アリエルはゆっくりと息を整え、静かに両腕を持ち上げた。手のひらを見せるその動作には、普遍的な非武装の意思表示の意図が込められていた。敵意がないことを伝えるための理性的な行動のつもりだった。しかし、その意図は届くことなく裏目に出てしまう。男たちの間にざわめきが広がり、彼らの視線はより鋭くなる。
左右に持ち上げた手のひらのうち、片方は鱗のような皮膚で覆われ、その形状はまるで異形の爬虫類のように見えた。そしてもう片方の手は、死人のように血の気を失った青白い皮膚に覆われていた。
その異様な姿が露わになると、男たちの反応は瞬時に変わった。彼らは一斉に騒ぎ立て、恐怖に突き動かされるように何かを叫びながら武器を振り上げたり、思わず後退したりする者があらわれた。疫病を疑う者もいれば、荒原を彷徨う悪鬼の姿を思い浮かべた者もいた。
その動きや声には、怒りというよりも純然たる混乱と恐怖が宿っているように見えた。

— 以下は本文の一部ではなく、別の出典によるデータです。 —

use crate::error::{Result, RotaError};
use sqlx::PgPool;
use tracing::info;

/// Run all database migrations
pub async fn run_migrations(pool: &PgPool) -> Result<()> {
    // Create migrations table if not exists
    create_migrations_table(pool).await?;

    // Run each migration in order
    let migrations = get_migrations();

    for (version, name, sql) in migrations {
        if !is_migration_applied(pool, version).await? {
            info!(version = version, name = name, "Applying migration");

            sqlx::query(sql)
                .execute(pool)
                .await
                .map_err(RotaError::Database)?;

            record_migration(pool, version, name).await?;

            info!(version = version, name = name, "Migration applied successfully");
        }
    }

    Ok(())
}

/// Create the migrations tracking table
async fn create_migrations_table(pool: &PgPool) -> Result<()> {
    sqlx::query(
        r#"
        CREATE TABLE IF NOT EXISTS schema_migrations (
            version INTEGER PRIMARY KEY,
            name VARCHAR(255) NOT NULL,
            applied_at TIMESTAMPTZ NOT NULL DEFAULT NOW()
        )
        "#,
    )
    .execute(pool)
    .await
    .map_err(RotaError::Database)?;

    Ok(())
}

/// Check if a migration has been applied
async fn is_migration_applied(pool: &PgPool, version: i32) -> Result<bool> {
    let result = sqlx::query_scalar::<_, i64>(
        "SELECT COUNT(*) FROM schema_migrations WHERE version = $1",
    )
    .bind(version)
    .fetch_one(pool)
    .await
    .map_err(RotaError::Database)?;

    Ok(result > 0)
}

/// Record a migration as applied
async fn record_migration(pool: &PgPool, version: i32, name: &str) -> Result<()> {
    sqlx::query("INSERT INTO schema_migrations (version, name) VALUES ($1, $2)")
        .bind(version)
        .bind(name)
        .execute(pool)
        .await
        .map_err(RotaError::Database)?;

    Ok(())
}

/// Get all migrations in order
fn get_migrations() -> Vec<(i32, &'static str, &'static str)> {
    vec![
        (1, "proxies_table", MIGRATION_001_PROXIES),
        (2, "settings_table", MIGRATION_002_SETTINGS),
        (3, "proxy_requests_table", MIGRATION_003_PROXY_REQUESTS),
    ]
}

// Migration 1: proxy inventory
const MIGRATION_001_PROXIES: &str = r#"
CREATE TABLE IF NOT EXISTS proxies (
    id SERIAL PRIMARY KEY,
    address VARCHAR(255) NOT NULL,
    protocol VARCHAR(20) NOT NULL DEFAULT 'http',
    status VARCHAR(20) NOT NULL DEFAULT 'active',
    requests BIGINT NOT NULL DEFAULT 0,
    successful_requests BIGINT NOT NULL DEFAULT 0,
    failed_requests BIGINT NOT NULL DEFAULT 0,
    avg_response_time INTEGER NOT NULL DEFAULT 0,
    created_at TIMESTAMPTZ NOT NULL DEFAULT NOW(),
    updated_at TIMESTAMPTZ NOT NULL DEFAULT NOW()
);

-- address+protocol must be unique among rows still in play
CREATE UNIQUE INDEX IF NOT EXISTS uniq_proxies_address_protocol
    ON proxies(address, protocol)
    WHERE status <> 'disabled';

CREATE INDEX IF NOT EXISTS idx_proxies_status ON proxies(status);

-- Updated_at trigger
CREATE OR REPLACE FUNCTION update_updated_at_column()
RETURNS TRIGGER AS $$
BEGIN
    NEW.updated_at = NOW();
    RETURN NEW;
END;
$$ language 'plpgsql';

DROP TRIGGER IF EXISTS update_proxies_updated_at ON proxies;
CREATE TRIGGER update_proxies_updated_at
    BEFORE UPDATE ON proxies
    FOR EACH ROW
    EXECUTE FUNCTION update_updated_at_column();
"#;

// Migration 2: settings table with the default rotation record
const MIGRATION_002_SETTINGS: &str = r#"
CREATE TABLE IF NOT EXISTS settings (
    key VARCHAR(100) PRIMARY KEY,
    value JSONB NOT NULL,
    updated_at TIMESTAMPTZ NOT NULL DEFAULT NOW()
);

INSERT INTO settings (key, value) VALUES
    ('rotation', '{"method": "round-robin", "rate_limited": {"max_requests_per_window": 30, "window_seconds": 60}, "remove_unhealthy": true, "fallback": true, "timeout": 30, "retries": 3}')
ON CONFLICT (key) DO NOTHING;

DROP TRIGGER IF EXISTS update_settings_updated_at ON settings;
CREATE TRIGGER update_settings_updated_at
    BEFORE UPDATE ON settings
    FOR EACH ROW
    EXECUTE FUNCTION update_updated_at_column();
"#;

// Migration 3: append-only request accounting
const MIGRATION_003_PROXY_REQUESTS: &str = r#"
CREATE TABLE IF NOT EXISTS proxy_requests (
    id BIGSERIAL,
    proxy_id INTEGER NOT NULL,
    proxy_address VARCHAR(255) NOT NULL,
    method VARCHAR(10),
    url TEXT,
    status_code INTEGER,
    success BOOLEAN NOT NULL DEFAULT false,
    response_time INTEGER NOT NULL DEFAULT 0,
    timestamp TIMESTAMPTZ NOT NULL DEFAULT NOW(),
    PRIMARY KEY (id, timestamp)
);

-- Supports the rate-limited selector's bulk window query
CREATE INDEX IF NOT EXISTS idx_proxy_requests_window
    ON proxy_requests(timestamp, proxy_id, success);
"#;
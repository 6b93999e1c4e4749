//! Wire protocol between the client and the analysis backend
//!
//! Every frame is UTF-8 JSON text wrapped in the `{type, message}` envelope.
//! For some tags the `message` field is itself a JSON-encoded string and
//! needs a second decode step.

pub mod envelope;
pub mod inbound;
pub mod outbound;

pub use envelope::{Envelope, ServerMessage};
pub use inbound::{BaReport, FinalStats, ProgressStart, ReportEntry};
pub use outbound::{AnalysisRequest, ClientRequest};
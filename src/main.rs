//! Chainwatch Console - Entry Point
//!
//! Connects to the analysis backend and keeps the session alive until
//! interrupted; optionally submits an analysis configured via environment.

use std::sync::Arc;
use std::time::Duration;

use tokio::signal;
use tokio::sync::watch;
use tracing::{info, warn};
use tracing_subscriber::{layer::SubscriberExt, util::SubscriberInitExt};

mod client;
mod config;
mod error;
mod fetch;
mod protocol;
mod session;
mod ui;

use client::ConnectionManager;
use config::Config;
use fetch::HttpFetcher;
use protocol::AnalysisRequest;
use ui::TerminalUi;

#[tokio::main]
async fn main() -> error::Result<()> {
    // Initialize tracing
    tracing_subscriber::registry()
        .with(
            tracing_subscriber::EnvFilter::try_from_default_env()
                .unwrap_or_else(|_| "chainwatch=info".into()),
        )
        .with(tracing_subscriber::fmt::layer())
        .init();

    info!("Starting Chainwatch console");

    // Load configuration
    let config = Config::from_env()?;
    info!("Configuration loaded");

    let ui = Arc::new(TerminalUi::new());
    let fetcher = Arc::new(HttpFetcher::new(config.server.http_url.clone())?);

    // Create the connection manager and its send handle
    let (manager, handle) = ConnectionManager::new(&config, ui, fetcher);

    let (shutdown_tx, shutdown_rx) = watch::channel(false);
    let manager_task = tokio::spawn(manager.run(shutdown_rx));

    info!("Session started - backend: {}", config.server.ws_url);

    // Submit the configured analysis once the submit gate opens.
    if let Some(analysis) = config.analysis.clone() {
        let handle = handle.clone();
        tokio::spawn(async move {
            let request = AnalysisRequest {
                address: analysis.address,
                layers: analysis.layers,
                rto_threshold: analysis.rto_threshold,
                manual: analysis.manual,
            };

            for _ in 0..120 {
                if handle.start_analysis(request.clone()) {
                    info!("Analysis submitted for {}", request.address);
                    return;
                }
                tokio::time::sleep(Duration::from_millis(500)).await;
            }
            warn!("Gave up submitting the analysis: session never became ready");
        });
    }

    // Wait for shutdown signal
    shutdown_signal().await;
    info!("Shutdown signal received");

    let _ = shutdown_tx.send(true);
    let _ = manager_task.await;

    info!("Chainwatch console stopped");
    Ok(())
}

/// Wait for shutdown signal (Ctrl+C or SIGTERM)
async fn shutdown_signal() {
    let ctrl_c = async {
        signal::ctrl_c()
            .await
            .expect("Failed to install Ctrl+C handler");
    };

    #[cfg(unix)]
    let terminate = async {
        signal::unix::signal(signal::unix::SignalKind::terminate())
            .expect("Failed to install signal handler")
            .recv()
            .await;
    };

    #[cfg(not(unix))]
    let terminate = std::future::pending::<()>();

    tokio::select! {
        _ = ctrl_c => {},
        _ = terminate => {},
    }
}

濁った瞳に映るのは、未知の存在に対する本能的な怯え。足元の泥濘を蹴り上げる彼らの動作は乱れ、声は荒く震えていた。おそらく、普段は奴隷や酔っ払いを取り締まり、飢えに苦しむ者たちを監視する程度の仕事しかしていないのだろう。
本物の脅威を目にすることなく怠惰に過ごしてきた者たちは、今や完全に恐慌に支配されていた。
空気は張り詰め、周囲には静けさというよりも緊迫した息苦しさが満ちていた。その中で、ひときわ体格のいい髭面の男性が動き始める。槍を低く構えた姿勢は、殺意を隠そうとするそぶりすら見られず、彼の覚悟を見せつけているようでもあった。鋭い目付きでアリエルを睨みつけて、一瞬たりとも視線を逸らすことはなかった。
それを見ていた周囲の男たちも一層緊張を深める。臨戦態勢のなか、誰もが微かに震えながらその場を見つめていた。武器を握る手は汗に濡れ、呼吸は浅くなる。風が吹きすさぶなか、頭上を舞う鳥たちの鳴き声だけが大きく聞こえる。
交渉の余地など残されていないことは明らかだった。次に誰かが動けば、すぐにでも殺し合いの幕が切って落とされるだろう。その緊張のなか、アリエルは静かに状況を見定めていた。
戦いになれば、一方的な虐殺になるかもしれない。しかしそうなってしまった場合、果たして集落の住人はアリエルを受け入れてくれるだろうか。もちろん、受け入れてくれないだろう。
でも、だからと言って無抵抗で暴力を受け入れるわけにもいかない。アリエルの感情の揺らぎに呼応するように、その深紅の瞳が微かに明滅する。